3.3. Antioxidant Activities of Sargassum subrepandumAntioxidant activity of Sargassum subrepandum extracts assayed by the BCB method was illustrated in Table 3 and Figure 1. BCB assay based on measured the ability of Sargassum subrepandum extracts (and well-known antioxidants used as standards) to inhibit lipid peroxidation in an in vitro model system made of β-carotene and linoleic acid (51). From such data it could be noticed that ethanol extract (EtOHE) recorded the lowest decreasing in antioxidant activity followed by methanol extract (MtOHE), hexane extract (HE) and water extract (AqE). The values of EtOHE extract absorbance's throught 120 min are coming well i.e. higher than 50 ml per gram and close to both BHT (50 mg/L) and closing to the lines of both 50 mg/L BHT, 50 mg/L α-tocopherol. Also, the values for the MtOHE extract absorbance's were also close to the EtOHE extract line. The values for the HE and AqE were recorded weak absorbance's values when compared to the rest of the tested extracts and standard antioxidants. Such data proved the high stability of the alcoholic Sargassum subrepandum extracts when comparing with that most common antioxidant standards α-tocopherol. Such data confirmed that the Sargassum subrepandum bioactive components were found in both lipohylic and hydrophilic phases i.e. accordance with the known rule "like dissolve like". Thus, the variation in the antioxidant activity values of different studied Sargassum subrepandum extracts may be possible due to the presence of specific compounds according to the solubility i.e. extraction media 28. The present data are in accordance with that obtained by El-Gamal, 28 and Elhassaneen et al., 29 who found that different extracts of brown algae have highly significant (p≤0.05) differences in antioxidant activity (AA= 30.00 - 84.41%). The highest antioxidant activity was recorded for the ethanol extract (EtOHE) while the lowest one was for the Hexane extract (HE). Also, such attention was recorded by Elhassaneen et al., 94, Sayed Ahmed, 95 and Aly et al., 96 who studied the antioxidant/BCB stability of many plant parts extracts by different media/solvents commonly distributed in the Egyptian local markets. Therefore, through technical and economical point of view, data of the present study recommended the using of ethanol extract amongst the other extracts of the Sargassum subrepandum in different kinds of food technology and nutritional therapy applications.
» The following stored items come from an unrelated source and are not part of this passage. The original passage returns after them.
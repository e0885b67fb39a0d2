use std::fmt;
use std::time::Duration;

use highs::{Col, HighsModelStatus, RowProblem, Sense};
use log::debug;

use crate::error::Result;
use crate::model::HessModel;

/// Terminal outcome category of an optimization run.
///
/// A time-limit termination is distinct from infeasibility: the former says
/// nothing about whether a solution exists.
#[derive(Debug, Clone, PartialEq, Eq)]
pub enum SolverStatus {
    Optimal,
    Infeasible,
    Unbounded,
    TimeLimit,
    Other(String),
}

impl fmt::Display for SolverStatus {
    fn fmt(&self, f: &mut fmt::Formatter<'_>) -> fmt::Result {
        match self {
            SolverStatus::Optimal => write!(f, "optimal"),
            SolverStatus::Infeasible => write!(f, "infeasible"),
            SolverStatus::Unbounded => write!(f, "unbounded"),
            SolverStatus::TimeLimit => write!(f, "time limit reached"),
            SolverStatus::Other(status) => write!(f, "{status}"),
        }
    }
}

/// What a backend reports after reaching a terminal status.
///
/// `values` holds the realized assignment variables in flattened
/// `unit * n + center` order and is present only when the status is
/// [`SolverStatus::Optimal`], as is `objective`.
#[derive(Debug, Clone)]
pub struct SolverOutcome {
    pub status: SolverStatus,
    pub values: Option<Vec<f64>>,
    pub objective: Option<f64>,
}

/// Narrow mixed-integer solving contract consumed by the formulation layer.
///
/// A backend registers the model's binary variables, objective, and linear
/// rows, runs a blocking one-shot search, and reports a terminal status
/// plus variable values when an optimum was found. Callers never retry and
/// never inspect internal search state, so backends are swappable.
pub trait MilpBackend {
    fn optimize(&self, model: &HessModel, time_limit: Option<Duration>) -> Result<SolverOutcome>;
}

/// Production backend over the HiGHS solver.
#[derive(Debug, Clone, Copy, Default)]
pub struct HighsBackend;

impl MilpBackend for HighsBackend {
    fn optimize(&self, model: &HessModel, time_limit: Option<Duration>) -> Result<SolverOutcome> {
        let mut pb = RowProblem::new();

        let cols: Vec<Col> = model
            .objective()
            .iter()
            .map(|&cost| pb.add_integer_column(cost, 0.0..=1.0))
            .collect();

        for row in model.rows() {
            let terms: Vec<(Col, f64)> = row
                .terms
                .iter()
                .map(|&(var, coeff)| (cols[var], coeff))
                .collect();
            pb.add_row(row.lower..=row.upper, terms);
        }

        let mut solver = pb.optimise(Sense::Minimise);
        solver.set_option("output_flag", false);
        if let Some(limit) = time_limit {
            solver.set_option("time_limit", limit.as_secs_f64());
        }

        let solved = solver.solve();
        let status = map_status(solved.status());
        debug!("HiGHS terminated with status: {status}");

        if status != SolverStatus::Optimal {
            return Ok(SolverOutcome {
                status,
                values: None,
                objective: None,
            });
        }

        let solution = solved.get_solution();
        let values = cols.iter().map(|&c| solution[c]).collect();
        Ok(SolverOutcome {
            status,
            values: Some(values),
            objective: Some(solved.objective_value()),
        })
    }
}

fn map_status(status: HighsModelStatus) -> SolverStatus {
    match status {
        // An empty model (zero units) is trivially solved.
        HighsModelStatus::Optimal | HighsModelStatus::ModelEmpty => SolverStatus::Optimal,
        HighsModelStatus::Infeasible => SolverStatus::Infeasible,
        HighsModelStatus::Unbounded => SolverStatus::Unbounded,
        HighsModelStatus::ReachedTimeLimit => SolverStatus::TimeLimit,
        other => SolverStatus::Other(format!("{other:?}")),
    }
}

#[cfg(test)]
mod tests {
    use super::*;
    use crate::model::Bounds;

    #[test]
    fn test_single_unit_model_solves_to_identity() {
        let distance = vec![vec![0.0]];
        let population = vec![42.0];
        let model = HessModel::build(
            &distance,
            &population,
            Bounds {
                lower: 0.0,
                upper: 100.0,
            },
            1,
        )
        .unwrap();

        let outcome = HighsBackend.optimize(&model, None).unwrap();
        assert_eq!(outcome.status, SolverStatus::Optimal);
        let values = outcome.values.unwrap();
        assert_eq!(values.len(), 1);
        assert!(values[0] > 0.5);
        assert!(outcome.objective.unwrap().abs() < 1e-9);
    }

    #[test]
    fn test_infeasible_window_is_reported_not_truncated() {
        // A single unit of population 42 cannot land in [0, 10].
        let distance = vec![vec![0.0]];
        let population = vec![42.0];
        let model = HessModel::build(
            &distance,
            &population,
            Bounds {
                lower: 0.0,
                upper: 10.0,
            },
            1,
        )
        .unwrap();

        let outcome = HighsBackend.optimize(&model, None).unwrap();
        assert_eq!(outcome.status, SolverStatus::Infeasible);
        assert!(outcome.values.is_none());
        assert!(outcome.objective.is_none());
    }
}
Figure 2 shows the dose-dependent inhibition of CuSO4-induced LDL oxidation in vitro by Sargassum subrepandum extracts. From such data it could be noticed that the inhibitive action of the all Sargassum subrepandum extracts against CuSO4-induced LDL oxidation, as evidenced by decreased conjugated dienes production in a dose-dependent fashion. A comparative study amongst the Sargassum subrepandum extracts explained that the EtOHE, MeOHE, HE and AqE acted more dramatically in protecting LDL against oxidation. The protecting LDL against oxidation activity of different Sargassum subrepandum extracts was in the following order: EtOHE > HeOHE > HE > AqE. The present data proved that the protecting LDL against oxidation induced by Sargassum subrepandum extracts could be attributed to their content of different bioactive constituents (polysaccharides, phenolics, flavonoids, carotenoids, anthocyanin's, Terpenoids, Triterpenoids, tannins, etc.) as antioxidants 28. The same data was recorded by Elhassaneen et al., 37 with the extracts of Sargassum subrepandum samples collected from the Egyptian sea beaches. Also, 96 found that some plant parts extracts contained the same bioactive constituents including onion skin, tomato pomace and eggplant peels protect LDL against oxidation in vitro. Furthermore, Aviram et al., 99 and Li et al., 100 reported the same effect when applied with pomegranate peel extract, which was attributed to the high levels of phenolic compounds (such found in Sargassum subrepandum extracts). Such mechanisms of actions, protecting LDL against oxidation by phenolic compounds, could be attributed to increase the levels of reduced glutathione (GSH) and glutathione reductase (GSH-Rd) in liver and lungs as well as increase in inhibition of NADPH-dependent lipid peroxidation 28. Also, phenolics, carotenoids and tannins exhibited a complex reaction with peroxyl radicals (ROO-) and inhibition of the LDL oxidation 85. In this way, "oxidative modification of lipoproteins" hypothesis proposed that LDL oxidation plays a key role in early atherosclerosis 99. The oxidized LDL is atherogenic due to its cytotoxic effects toward arterial cells which stimulates the monocytes to be adhesive to the endothelium and leads to the development of atheromatous plaques 107. Data of the present study proved that the Sargassum subrepandum extracts could be used as a promising contrivance in the prevention of atherosclerosis through inhibiting LDL oxidation process.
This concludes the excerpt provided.